Document Ingestion
Document Ingestion Overview
The core workflow of Document Ingestion is:
- Upload a file to the Tensorlake Cloud.
- Parse the file using the Parse Endpoint.
- Retrieve the results of the parse job.
- Delete the files, and job results after you have retrieved the results.
The APIs to support this workflow are:
Files
File Management endpoints to upload, list, and delete files.
Parse
Endpoint to parse uploaded Documents or any remote file.
Webhooks
Webhooks to receive notifications when a parse job is completed.
Key Features
- Structured Data Extraction to pull out fields from a document. Specify schema using either JSON Schema or Pydantic Models.

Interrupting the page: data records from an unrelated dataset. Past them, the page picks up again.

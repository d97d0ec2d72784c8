//! In-memory namespace backing the mock provider
//!
//! Entries are keyed by their full path. A folder's children are exactly the
//! entries whose parent path equals the folder's path; the root folder is
//! implicit.

use std::collections::BTreeMap;

use cloudshelf_core::domain::{CloudError, CloudFile, CloudPath};

#[derive(Debug, Clone)]
pub(crate) struct Entry {
    pub file: CloudFile,
    /// Stored bytes; `None` for seeded files and folders
    pub content: Option<Vec<u8>>,
}

#[derive(Debug, Default)]
pub(crate) struct MockTree {
    entries: BTreeMap<CloudPath, Entry>,
}

impl MockTree {
    /// Inserts an entry without any checks
    pub fn seed(&mut self, file: CloudFile) {
        self.entries.insert(
            file.path().clone(),
            Entry {
                file,
                content: None,
            },
        );
    }

    pub fn len(&self) -> usize {
        self.entries.len()
    }

    /// Direct children of `path`, in path order
    pub fn children(&self, path: &CloudPath) -> Result<Vec<CloudFile>, CloudError> {
        self.ensure_folder(path)?;
        Ok(self
            .entries
            .values()
            .filter(|e| e.file.parent_path() == *path)
            .map(|e| e.file.clone())
            .collect())
    }

    /// The live entry matching `file` by path and id
    pub fn lookup(&self, file: &CloudFile) -> Result<&Entry, CloudError> {
        self.entries
            .get(file.path())
            .filter(|e| e.file.id() == file.id())
            .ok_or(CloudError::FileNotFound)
    }

    /// Adds a new entry below an existing folder
    pub fn add(&mut self, file: CloudFile, content: Option<Vec<u8>>) -> Result<CloudFile, CloudError> {
        self.ensure_folder(&file.parent_path())?;
        self.ensure_vacant(file.path())?;
        self.entries
            .insert(file.path().clone(), Entry { file: file.clone(), content });
        Ok(file)
    }

    /// Removes `file` and everything below it; returns the bytes freed
    pub fn remove(&mut self, file: &CloudFile) -> Result<u64, CloudError> {
        self.lookup(file)?;
        let freed = self
            .take_subtree(file.path())
            .iter()
            .map(|e| e.file.size())
            .sum();
        Ok(freed)
    }

    pub fn rename(&mut self, file: &CloudFile, new_name: &str) -> Result<CloudFile, CloudError> {
        let renamed = self.lookup(file)?.file.renamed(new_name)?;
        if renamed.path() == file.path() {
            return Ok(renamed);
        }
        self.ensure_vacant(renamed.path())?;
        self.relocate(file.path(), renamed.clone());
        Ok(renamed)
    }

    pub fn move_to(&mut self, file: &CloudFile, destination: &CloudPath) -> Result<CloudFile, CloudError> {
        let current = self.lookup(file)?.file.clone();
        self.ensure_folder(destination)?;
        Self::ensure_not_into_itself(&current, destination)?;

        let moved = current.moved_to(destination)?;
        if moved.path() == current.path() {
            return Ok(current);
        }
        self.ensure_vacant(moved.path())?;
        self.relocate(current.path(), moved.clone());
        Ok(moved)
    }

    /// Duplicates `file` (and its descendants) under `destination`
    ///
    /// `next_id` supplies a fresh id for every created entry. Fails with
    /// `QuotaExceeded` if the duplicated bytes exceed `budget`.
    pub fn copy_to(
        &mut self,
        file: &CloudFile,
        destination: &CloudPath,
        budget: u64,
        mut next_id: impl FnMut() -> String,
    ) -> Result<(CloudFile, u64), CloudError> {
        let current = self.lookup(file)?.file.clone();
        self.ensure_folder(destination)?;
        Self::ensure_not_into_itself(&current, destination)?;

        let copy = current.copied_to(destination, next_id())?;
        self.ensure_vacant(copy.path())?;

        let from = current.path();
        let to = copy.path();
        let mut created = Vec::new();
        for (path, entry) in self.subtree(from) {
            let file = if path == from {
                copy.clone()
            } else {
                match entry.file.rebased(from, to) {
                    Some(rebased) => rebased.with_id(next_id()),
                    None => continue,
                }
            };
            created.push(Entry {
                file,
                content: entry.content.clone(),
            });
        }

        let bytes: u64 = created.iter().map(|e| e.file.size()).sum();
        if bytes > budget {
            return Err(CloudError::QuotaExceeded);
        }
        for entry in created {
            self.entries.insert(entry.file.path().clone(), entry);
        }
        Ok((copy, bytes))
    }

    /// Entries whose name contains `needle` (already lowercased), in path order
    pub fn find(&self, needle: &str) -> impl Iterator<Item = &CloudFile> {
        let needle = needle.to_string();
        self.entries
            .values()
            .map(|e| &e.file)
            .filter(move |f| f.name().to_lowercase().contains(&needle))
    }

    // --- Internals ---

    fn ensure_folder(&self, path: &CloudPath) -> Result<(), CloudError> {
        if path.is_root() {
            return Ok(());
        }
        match self.entries.get(path) {
            Some(e) if e.file.is_folder() => Ok(()),
            Some(_) => Err(CloudError::InvalidPath),
            None => Err(CloudError::FileNotFound),
        }
    }

    fn ensure_vacant(&self, path: &CloudPath) -> Result<(), CloudError> {
        if self.entries.contains_key(path) {
            let name = path.file_name().unwrap_or_default();
            return Err(CloudError::OperationFailed(format!(
                "An item named \"{name}\" already exists"
            )));
        }
        Ok(())
    }

    fn ensure_not_into_itself(file: &CloudFile, destination: &CloudPath) -> Result<(), CloudError> {
        if file.is_folder() && (destination == file.path() || file.path().is_ancestor_of(destination)) {
            return Err(CloudError::InvalidPath);
        }
        Ok(())
    }

    fn subtree<'a>(&'a self, root: &'a CloudPath) -> impl Iterator<Item = (&'a CloudPath, &'a Entry)> {
        self.entries
            .iter()
            .filter(move |(path, _)| *path == root || root.is_ancestor_of(path))
    }

    fn take_subtree(&mut self, root: &CloudPath) -> Vec<Entry> {
        let keys: Vec<CloudPath> = self.subtree(root).map(|(p, _)| p.clone()).collect();
        keys.iter().filter_map(|k| self.entries.remove(k)).collect()
    }

    /// Moves the subtree at `from` so its root becomes `moved`
    fn relocate(&mut self, from: &CloudPath, moved: CloudFile) {
        let to = moved.path().clone();
        for mut entry in self.take_subtree(from) {
            if entry.file.path() == from {
                entry.file = moved.clone();
            } else if let Some(rebased) = entry.file.rebased(from, &to) {
                entry.file = rebased;
            }
            self.entries.insert(entry.file.path().clone(), entry);
        }
    }
}
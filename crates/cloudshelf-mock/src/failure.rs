//! Failure injection for the mock provider

use std::fmt;

use thiserror::Error;

use cloudshelf_core::domain::CloudError;

/// Every adapter operation a failure can be scheduled for
#[derive(Debug, Clone, Copy, PartialEq, Eq, Hash)]
pub enum MockOperation {
    Authenticate,
    SignOut,
    GetAccountInfo,
    ListFiles,
    DownloadFile,
    GetPreviewUrl,
    CreateFolder,
    DeleteFile,
    RenameFile,
    MoveFile,
    CopyFile,
    UploadFile,
    SearchFiles,
}

impl MockOperation {
    pub fn as_str(&self) -> &'static str {
        match self {
            Self::Authenticate => "authenticate",
            Self::SignOut => "sign_out",
            Self::GetAccountInfo => "get_account_info",
            Self::ListFiles => "list_files",
            Self::DownloadFile => "download_file",
            Self::GetPreviewUrl => "get_preview_url",
            Self::CreateFolder => "create_folder",
            Self::DeleteFile => "delete_file",
            Self::RenameFile => "rename_file",
            Self::MoveFile => "move_file",
            Self::CopyFile => "copy_file",
            Self::UploadFile => "upload_file",
            Self::SearchFiles => "search_files",
        }
    }
}

impl fmt::Display for MockOperation {
    fn fmt(&self, f: &mut fmt::Formatter<'_>) -> fmt::Result {
        f.write_str(self.as_str())
    }
}

/// Transport failure reported by an injected [`MockFailure::Network`]
#[derive(Debug, Error, Clone, PartialEq, Eq)]
#[error("simulated network failure during {operation}")]
pub struct SimulatedOutage {
    pub operation: MockOperation,
}

/// A failure to return from the next call of an operation
#[derive(Debug, Clone, PartialEq, Eq)]
pub enum MockFailure {
    Network,
    AuthenticationFailed(String),
    NotFound,
    PermissionDenied,
    QuotaExceeded,
    OperationFailed(String),
}

impl MockFailure {
    pub fn into_error(self, operation: MockOperation) -> CloudError {
        match self {
            Self::Network => CloudError::network(SimulatedOutage { operation }),
            Self::AuthenticationFailed(reason) => CloudError::AuthenticationFailed(reason),
            Self::NotFound => CloudError::FileNotFound,
            Self::PermissionDenied => CloudError::PermissionDenied,
            Self::QuotaExceeded => CloudError::QuotaExceeded,
            Self::OperationFailed(reason) => CloudError::OperationFailed(reason),
        }
    }
}

#[cfg(test)]
mod tests {
    use super::*;

    #[test]
    fn test_network_failure_names_operation() {
        let err = MockFailure::Network.into_error(MockOperation::UploadFile);
        assert!(err.is_network());
        assert_eq!(
            err.to_string(),
            "Network error: simulated network failure during upload_file"
        );
    }

    #[test]
    fn test_failures_map_to_taxonomy() {
        let op = MockOperation::DeleteFile;
        assert!(matches!(MockFailure::NotFound.into_error(op), CloudError::FileNotFound));
        assert!(matches!(
            MockFailure::PermissionDenied.into_error(op),
            CloudError::PermissionDenied
        ));
        assert!(matches!(
            MockFailure::OperationFailed("busy".into()).into_error(op),
            CloudError::OperationFailed(m) if m == "busy"
        ));
    }
}
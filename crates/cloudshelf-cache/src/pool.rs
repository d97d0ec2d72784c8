//! Database connection pool management
//!
//! Wraps SQLx's `SqlitePool` with directory creation, WAL journaling and
//! schema migration on connect. An in-memory mode serves tests.

use std::path::Path;
use std::time::Duration;

use sqlx::sqlite::{SqliteConnectOptions, SqliteJournalMode, SqlitePool, SqlitePoolOptions};

use crate::CacheError;

const MIGRATIONS: &[(&str, &str)] = &[(
    "20260301_settings",
    include_str!("migrations/20260301_settings.sql"),
)];

/// Pool of SQLite connections for the settings database
///
/// File databases use WAL mode, up to 4 connections and a 5-second busy
/// timeout. In-memory databases use a single connection, since each SQLite
/// in-memory connection is its own database.
pub struct DatabasePool {
    pool: SqlitePool,
}

impl DatabasePool {
    /// Opens (creating if needed) the database at `db_path` and migrates it
    ///
    /// # Errors
    ///
    /// Returns `CacheError::ConnectionFailed` if the directory or connection
    /// cannot be created, or `CacheError::MigrationFailed` if the schema
    /// cannot be applied.
    pub async fn new(db_path: &Path) -> Result<Self, CacheError> {
        if let Some(parent) = db_path.parent().filter(|p| !p.as_os_str().is_empty()) {
            std::fs::create_dir_all(parent).map_err(|e| {
                CacheError::ConnectionFailed(format!(
                    "Failed to create database directory {}: {}",
                    parent.display(),
                    e
                ))
            })?;
        }

        let options = SqliteConnectOptions::new()
            .filename(db_path)
            .create_if_missing(true)
            .journal_mode(SqliteJournalMode::Wal)
            .busy_timeout(Duration::from_secs(5));

        let pool = SqlitePoolOptions::new()
            .max_connections(4)
            .connect_with(options)
            .await
            .map_err(|e| {
                CacheError::ConnectionFailed(format!(
                    "Failed to connect to database at {}: {}",
                    db_path.display(),
                    e
                ))
            })?;

        Self::run_migrations(&pool).await?;

        tracing::info!(path = %db_path.display(), "Settings database opened");

        Ok(Self { pool })
    }

    /// Creates a migrated in-memory database
    ///
    /// # Errors
    ///
    /// Same as [`DatabasePool::new`].
    pub async fn in_memory() -> Result<Self, CacheError> {
        let pool = SqlitePoolOptions::new()
            .max_connections(1)
            .connect("sqlite::memory:")
            .await
            .map_err(|e| {
                CacheError::ConnectionFailed(format!("Failed to create in-memory database: {}", e))
            })?;

        Self::run_migrations(&pool).await?;

        tracing::debug!("In-memory settings database initialized");

        Ok(Self { pool })
    }

    pub fn pool(&self) -> &SqlitePool {
        &self.pool
    }

    async fn run_migrations(pool: &SqlitePool) -> Result<(), CacheError> {
        for (name, sql) in MIGRATIONS {
            sqlx::raw_sql(sql).execute(pool).await.map_err(|e| {
                CacheError::MigrationFailed(format!("Failed to run migration {}: {}", name, e))
            })?;
            tracing::debug!(migration = *name, "Migration applied");
        }
        Ok(())
    }
}
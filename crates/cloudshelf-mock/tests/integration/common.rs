//! Shared helpers for the mock provider integration tests

use std::collections::HashMap;
use std::path::Path;
use std::sync::Arc;

use cloudshelf_cache::{DatabasePool, SqliteSettingsStore};
use cloudshelf_core::config::{BrowserConfig, TimeoutConfig, DEFAULT_ACCOUNTS_KEY};
use cloudshelf_core::domain::{CloudFile, CloudPath, ServiceType};
use cloudshelf_core::ports::{ICloudService, ISettingsStore};
use cloudshelf_core::usecases::{AccountRegistry, FileBrowser, ServiceSet};
use cloudshelf_mock::MockCloudService;

/// Registry over one seeded mock adapter per provider
pub struct Harness {
    pub registry: Arc<AccountRegistry>,
    pub services: HashMap<ServiceType, Arc<MockCloudService>>,
}

impl Harness {
    pub fn service(&self, service_type: ServiceType) -> &Arc<MockCloudService> {
        &self.services[&service_type]
    }

    pub fn browser(&self) -> FileBrowser {
        FileBrowser::new(
            Arc::clone(&self.registry),
            BrowserConfig::default(),
            TimeoutConfig::default(),
        )
    }
}

pub async fn harness_with_store(store: Arc<dyn ISettingsStore>) -> Harness {
    let services: HashMap<ServiceType, Arc<MockCloudService>> = ServiceType::ALL
        .iter()
        .map(|t| (*t, Arc::new(MockCloudService::new(*t))))
        .collect();
    let set = ServiceSet::from_fn(|t| Arc::clone(&services[&t]) as Arc<dyn ICloudService>)
        .expect("mock adapters report their own service type");
    let registry = AccountRegistry::load(
        set,
        store,
        DEFAULT_ACCOUNTS_KEY,
        TimeoutConfig::default(),
    )
    .await;

    Harness {
        registry: Arc::new(registry),
        services,
    }
}

/// Harness backed by a fresh in-memory SQLite store
pub async fn harness() -> Harness {
    let pool = DatabasePool::in_memory()
        .await
        .expect("Failed to create in-memory database");
    harness_with_store(Arc::new(SqliteSettingsStore::new(pool.pool().clone()))).await
}

pub async fn file_store(path: &Path) -> Arc<dyn ISettingsStore> {
    Arc::new(
        SqliteSettingsStore::open(path)
            .await
            .expect("Failed to open settings database"),
    )
}

/// A seeded adapter with an established session
pub async fn signed_in(service_type: ServiceType) -> MockCloudService {
    let service = MockCloudService::new(service_type);
    service.authenticate().await.expect("authenticate failed");
    service
}

pub fn path(p: &str) -> CloudPath {
    CloudPath::new(p).expect("valid test path")
}

pub fn names(files: &[CloudFile]) -> Vec<&str> {
    files.iter().map(CloudFile::name).collect()
}

pub fn find<'a>(files: &'a [CloudFile], name: &str) -> &'a CloudFile {
    files
        .iter()
        .find(|f| f.name() == name)
        .unwrap_or_else(|| panic!("{name} not in listing"))
}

- Chunking Documents to enable Agents to read documents, index them for building RAG and Knowledge Graphs applications.
- Get Bounding Boxes of every element in the document for citations and highlighting.
- Summarize tables, charts and figures in documents.
- Detect and get coordinates of signatures in documents.
- Supports unlimited number of pages in a document, and unlimited file sizes.
- Unlimited number of fields per document, unlike other structured extraction APIs limiting to 100 or so fields.
- All of the above features can be consumed individually or in combination in a single API call, thereby not requiring you to not need to build custom multi-stage document parsing pipelines.
Supported File Types
Tensorlake supports the following file types -
- Images (PNG and JPG)
- Text files (TXT, XML, CSV)
- Office Documents (DOCX, XLSX, PPTX, Keynote)
- Web Pages (HTML)